In metabolic acidosis, the capacity of the proximal tubule for bicarbonate absorption is enhanced, whereas NaCl reabsorption is inhibited. Recent evidence indicates that transcellular NaCl absorption in the proximal tubule is mediated by apical membrane Cl-/formate exchange and Cl-/oxalate exchange, in parallel with recycling of these organic anions. We evaluated whether the effect of metabolic acidosis to inhibit NaCl reabsorption in the proximal tubule is due at least in part to inhibition of organic anion-dependent NaCl transport in this nephron segment.
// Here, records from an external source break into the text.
//! Passenger lifecycle and priority rules.
//!
//! ```text
//! Idle -> WalkingToTaxi -> Riding -> WalkingToFlag -> Delivered
//!                            ^  |
//!                            |  v (taxi wrecked)
//!                           Ejected
//! ```

use geo::Point;
use serde::{Deserialize, Serialize};

use super::collision::{Collider, Collision, EntityKind};
use super::geometric_utils;
use super::locatable::Locatable;
use super::params::Params;
use super::timers::HitWindow;

/// Where a passenger is in its ride.
#[derive(Debug, Clone, Copy, PartialEq, Eq, Serialize, Deserialize)]
pub enum PassengerState {
    /// Waiting at the roadside.
    Idle,
    /// Walking towards a stopped taxi.
    WalkingToTaxi,
    /// Inside the taxi.
    Riding,
    /// Thrown out of a wrecked taxi, following the driver on foot.
    Ejected,
    /// Dropped off, walking to the flag.
    WalkingToFlag,
    /// Reached the flag.
    Delivered,
}

/// Trip details a passenger is created with.
#[derive(Debug, Clone, Copy, PartialEq, Serialize, Deserialize)]
pub struct PassengerProfile {
    /// Urgency tier, 1 to 3.
    pub priority: u8,
    /// X coordinate of the drop-off flag.
    pub end_x: f64,
    /// How far up the road the flag is placed.
    pub y_distance: f64,
    /// Umbrella holders keep their priority in the rain.
    pub has_umbrella: bool,
}

/// A fare waiting for, riding in, or leaving the taxi.
#[derive(Debug, Clone, Serialize, Deserialize)]
pub struct Passenger {
    /// Unique identifier within the session.
    pub id: usize,
    /// Current position.
    pub pos: Point<f64>,
    /// Collision radius.
    pub radius: f64,
    /// Trip details fixed at creation.
    pub profile: PassengerProfile,
    state: PassengerState,
    priority: u8,
    priority_adjusted: bool,
    health: f64,
    dead: bool,
    hit_window: HitWindow,
    walk_speed_x: f64,
    walk_speed_y: f64,
    snap_distance: f64,
    eject_offset_x: f64,
}

impl Passenger {
    /// Creates an idle passenger.
    pub fn new(id: usize, pos: Point<f64>, profile: PassengerProfile, params: &Params) -> Self {
        let passenger = &params.passenger;
        Self {
            id,
            pos,
            radius: passenger.radius,
            profile,
            state: PassengerState::Idle,
            priority: profile.priority,
            priority_adjusted: false,
            health: passenger.health,
            dead: false,
            hit_window: HitWindow::new(params.collision.hit_invincibility_ticks),
            walk_speed_x: passenger.walk_speed_x,
            walk_speed_y: passenger.walk_speed_y,
            snap_distance: passenger.pickup_snap_distance,
            eject_offset_x: passenger.eject_offset_x,
        }
    }

    /// Current lifecycle state.
    pub fn state(&self) -> PassengerState {
        self.state
    }

    /// Current priority tier.
    pub fn priority(&self) -> u8 {
        self.priority
    }

    /// Priority from the world file.
    pub fn original_priority(&self) -> u8 {
        self.profile.priority
    }

    /// `true` while the coin boost is applied.
    pub fn is_priority_adjusted(&self) -> bool {
        self.priority_adjusted
    }

    /// Health on the 0..1 scale.
    pub fn health(&self) -> f64 {
        self.health
    }

    /// Health on the 0..100 display scale.
    pub fn health_percent(&self) -> f64 {
        self.health * 100.0
    }

    /// `true` once health has reached zero.
    pub fn is_dead(&self) -> bool {
        self.dead
    }

    /// `true` while the passenger still waits for a ride.
    pub fn is_waiting(&self) -> bool {
        matches!(self.state, PassengerState::Idle | PassengerState::WalkingToTaxi)
    }

    /// `true` once the passenger has been dropped off.
    pub fn is_dropped_off(&self) -> bool {
        matches!(
            self.state,
            PassengerState::WalkingToFlag | PassengerState::Delivered
        )
    }

    /// Takes one step towards the taxi, boarding once close enough.
    ///
    /// # Returns
    ///
    /// `true` on the tick the passenger boards.
    pub fn walk_to_taxi(&mut self, taxi_pos: Point<f64>) -> bool {
        if !self.is_waiting() {
            return false;
        }
        self.state = PassengerState::WalkingToTaxi;
        self.pos = geometric_utils::step_towards(
            self.pos,
            taxi_pos,
            self.walk_speed_x,
            self.walk_speed_y,
        );
        if self.distance_to(taxi_pos) <= self.snap_distance {
            self.pos = taxi_pos;
            self.state = PassengerState::Riding;
            tracing::debug!(passenger = self.id, "passenger boarded");
            return true;
        }
        false
    }

    /// Pins a riding passenger to the taxi.
    pub fn sync_with_taxi(&mut self, taxi_pos: Point<f64>) {
        if self.state == PassengerState::Riding {
            self.pos = taxi_pos;
        }
    }

    /// Keeps an ejected passenger beside the walking driver.
    pub fn follow_driver(&mut self, driver_pos: Point<f64>) {
        if self.state == PassengerState::Ejected {
            self.pos = Point::new(driver_pos.x() - self.eject_offset_x, driver_pos.y());
        }
    }

    /// Throws a riding passenger out of a wrecked taxi.
    pub fn eject(&mut self, driver_pos: Point<f64>) {
        if self.state == PassengerState::Riding {
            self.state = PassengerState::Ejected;
            self.follow_driver(driver_pos);
        }
    }

    /// Puts an ejected passenger back in the taxi.
    pub fn reboard(&mut self) {
        if self.state == PassengerState::Ejected {
            self.state = PassengerState::Riding;
        }
    }

    /// Leaves the taxi at the flag.
    pub fn drop_off(&mut self) {
        if self.state == PassengerState::Riding {
            self.state = PassengerState::WalkingToFlag;
        }
    }

    /// Takes one step towards the flag.
    ///
    /// # Returns
    ///
    /// `true` on the tick the passenger reaches it.
    pub fn walk_to_flag(&mut self, flag_pos: Point<f64>) -> bool {
        if self.state != PassengerState::WalkingToFlag {
            return false;
        }
        self.pos = geometric_utils::step_towards(
            self.pos,
            flag_pos,
            self.walk_speed_x,
            self.walk_speed_y,
        );
        if self.distance_to(flag_pos) <= self.snap_distance {
            self.state = PassengerState::Delivered;
            return true;
        }
        false
    }

    /// Recomputes priority from the weather and the coin power.
    ///
    /// Rain without an umbrella forces priority 1. Otherwise priority is the
    /// original one, boosted by one tier (never below 1) while the coin power
    /// runs.
    pub fn adjust_priority_for_weather(&mut self, raining: bool, coin_active: bool) {
        self.priority = if raining && !self.profile.has_umbrella {
            1
        } else if coin_active && self.profile.priority > 1 {
            self.profile.priority - 1
        } else {
            self.profile.priority
        };
    }

    /// Applies the coin boost once per activation.
    pub fn increase_priority(&mut self) {
        if self.priority > 1 && !self.priority_adjusted {
            self.priority -= 1;
            self.priority_adjusted = true;
        }
    }

    /// Reverts the coin boost.
    pub fn decrease_priority(&mut self) {
        if self.priority_adjusted {
            self.priority += 1;
            self.priority_adjusted = false;
        }
    }

    /// Counts down the hit window.
    pub fn advance_timers(&mut self) {
        self.hit_window.tick();
    }
}

/// Looks up a passenger by ID.
pub fn by_id_mut(passengers: &mut [Passenger], id: usize) -> Option<&mut Passenger> {
    passengers.iter_mut().find(|p| p.id == id)
}

impl Locatable for Passenger {
    fn pos(&self) -> Point<f64> {
        self.pos
    }

    fn pos_mut(&mut self) -> &mut Point<f64> {
        &mut self.pos
    }

    fn radius(&self) -> f64 {
        self.radius
    }
}

impl Collision for Passenger {
    fn collider(&self) -> Collider {
        Collider {
            kind: EntityKind::Passenger,
            pos: self.pos,
            radius: self.radius,
            damage: 0.0,
        }
    }

    fn test(&self, other: &Collider) -> bool {
        match other.kind {
            EntityKind::Taxi
            | EntityKind::EnemyCar
            | EntityKind::OtherCar
            | EntityKind::DamagedTaxi
            | EntityKind::Fireball => self.collider().overlaps(other),
            EntityKind::Driver | EntityKind::Passenger | EntityKind::Pickup(_) => false,
        }
    }

    fn resolve(&mut self, other: &Collider) {
        if self.dead {
            return;
        }
        if !self.hit_window.is_running() {
            match other.kind {
                EntityKind::EnemyCar | EntityKind::OtherCar => self.health -= other.damage,
                // Fireballs are stopped by the passenger without hurting them.
                EntityKind::Taxi
                | EntityKind::DamagedTaxi
                | EntityKind::Driver
                | EntityKind::Passenger
                | EntityKind::Fireball
                | EntityKind::Pickup(_) => {}
            }
            self.hit_window.start();
        }
        if self.health <= 0.0 {
            self.dead = true;
            tracing::debug!(passenger = self.id, "passenger died");
        }
    }
}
Absorption rates of bicarbonate (J(HCO3)), chloride (J(Cl)), and fluid (J(v)) were measured in rat proximal tubule segments microperfused in situ. We confirmed that metabolic acidosis stimulates J(HCO3) in tubules microperfused with 25 mM HCO3-, pH 7.4. For measurements of J(Cl), tubules were microperfused with a low-bicarbonate (5 mM), high-chloride solution, simulating conditions in the late proximal tubule. Under these conditions, baseline J(Cl) and J(v) measured in the absence of formate and oxalate were not significantly different between control and acidotic rats. However, whereas addition of 50 mu M formate or 1 mu M oxalate to luminal and capillary perfusates markedly stimulated J(Cl) and J(v) in control rats, formate and oxalate failed to stimulate J(Cl) and J(v) in acidotic rats. We conclude that metabolic acidosis markedly downregulates organic anion-stimulated NaCl absorption, thereby allowing differential regulation of proximal tubule NaHCO3 and NaCl transport.